**Work item:** Return, word for word, only the lines of the data below that lie between the line with "Licensed under the" and the line with "under the License.", those two lines included.

**Records provided:**
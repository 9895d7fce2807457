// Copyright 2025 Muvon Un Limited
//
// Licensed under the Apache License, Version 2.0 (the "License");
// you may not use this file except in compliance with the License.
// You may obtain a copy of the License at
//
//     http://www.apache.org/licenses/LICENSE-2.0
//
// Unless required by applicable law or agreed to in writing, software
// distributed under the License is distributed on an "AS IS" BASIS,
// WITHOUT WARRANTIES OR CONDITIONS OF ANY KIND, either express or implied.
// See the License for the specific language governing permissions and
// limitations under the License.

// Scripted backend and session builders shared by the session tests

pub use crate::session::chat::transcript::memory::MemorySink;

use super::core::{ChatSession, SessionSettings};
use crate::config::{default_backends, Config};
use crate::session::{
	Availability, BackendClient, BackendDescriptor, BackendError, BackendRegistry, ClientTable,
	Message, ProviderKind, RequestOptions,
};
use std::collections::VecDeque;
use std::sync::atomic::{AtomicUsize, Ordering};
use std::sync::{Arc, Mutex};
use std::time::Duration;

/// Backend that replays canned replies and records what it was sent
pub struct ScriptedClient {
	replies: Mutex<VecDeque<Result<String, BackendError>>>,
	availability: Availability,
	hang: bool,
	calls: AtomicUsize,
	probes: AtomicUsize,
	requests: Mutex<Vec<Vec<Message>>>,
}

impl ScriptedClient {
	pub fn new(replies: Vec<Result<String, BackendError>>) -> Arc<Self> {
		Self::with_availability(replies, Availability::Available)
	}

	pub fn with_availability(
		replies: Vec<Result<String, BackendError>>,
		availability: Availability,
	) -> Arc<Self> {
		Arc::new(Self {
			replies: Mutex::new(replies.into()),
			availability,
			hang: false,
			calls: AtomicUsize::new(0),
			probes: AtomicUsize::new(0),
			requests: Mutex::new(Vec::new()),
		})
	}

	/// Never answers a probe or a completion
	pub fn hanging() -> Arc<Self> {
		Arc::new(Self {
			replies: Mutex::new(VecDeque::new()),
			availability: Availability::Available,
			hang: true,
			calls: AtomicUsize::new(0),
			probes: AtomicUsize::new(0),
			requests: Mutex::new(Vec::new()),
		})
	}

	pub fn calls(&self) -> usize {
		self.calls.load(Ordering::SeqCst)
	}

	pub fn probes(&self) -> usize {
		self.probes.load(Ordering::SeqCst)
	}

	pub fn last_request(&self) -> Vec<Message> {
		self.requests.lock().unwrap().last().cloned().unwrap_or_default()
	}
}

#[async_trait::async_trait]
impl BackendClient for ScriptedClient {
	fn name(&self) -> &str {
		"scripted"
	}

	async fn probe(&self, _backend: &BackendDescriptor, _timeout: Duration) -> Availability {
		self.probes.fetch_add(1, Ordering::SeqCst);
		if self.hang {
			tokio::time::sleep(Duration::from_secs(3600)).await;
		}
		self.availability
	}

	async fn complete(
		&self,
		_backend: &BackendDescriptor,
		messages: &[Message],
		_options: &RequestOptions,
	) -> Result<String, BackendError> {
		self.calls.fetch_add(1, Ordering::SeqCst);
		self.requests.lock().unwrap().push(messages.to_vec());
		if self.hang {
			tokio::time::sleep(Duration::from_secs(3600)).await;
		}
		self.replies
			.lock()
			.unwrap()
			.pop_front()
			.unwrap_or_else(|| Err(BackendError::MalformedResponse("no scripted reply".to_string())))
	}
}

pub fn test_settings() -> SessionSettings {
	let mut settings = SessionSettings::from_config(&Config::default());
	settings.show_progress = false;
	settings.render_markdown = false;
	settings
}

pub fn session_from_parts(
	registry: BackendRegistry,
	hosted: Arc<ScriptedClient>,
	local: Arc<ScriptedClient>,
	sink: MemorySink,
) -> ChatSession {
	let mut clients = ClientTable::new();
	clients.insert(ProviderKind::Hosted, hosted as Arc<dyn BackendClient>);
	clients.insert(ProviderKind::LocalServed, local as Arc<dyn BackendClient>);
	ChatSession::new(registry, clients, Box::new(sink), test_settings()).unwrap()
}

/// Default gpt/llama registry with one client serving both kinds
pub fn session_with_client(client: Arc<ScriptedClient>) -> (ChatSession, Arc<ScriptedClient>, MemorySink) {
	let registry = BackendRegistry::from_config(&default_backends()).unwrap();
	let sink = MemorySink::default();
	let session = session_from_parts(registry, client.clone(), client.clone(), sink.clone());
	(session, client, sink)
}

pub fn session_with(
	replies: Vec<Result<String, BackendError>>,
) -> (ChatSession, Arc<ScriptedClient>, MemorySink) {
	session_with_client(ScriptedClient::new(replies))
}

**Solution for this task:**
// Licensed under the Apache License, Version 2.0 (the "License");
// you may not use this file except in compliance with the License.
// You may obtain a copy of the License at
//
//     http://www.apache.org/licenses/LICENSE-2.0
//
// Unless required by applicable law or agreed to in writing, software
// distributed under the License is distributed on an "AS IS" BASIS,
// WITHOUT WARRANTIES OR CONDITIONS OF ANY KIND, either express or implied.
// See the License for the specific language governing permissions and
// limitations under the License.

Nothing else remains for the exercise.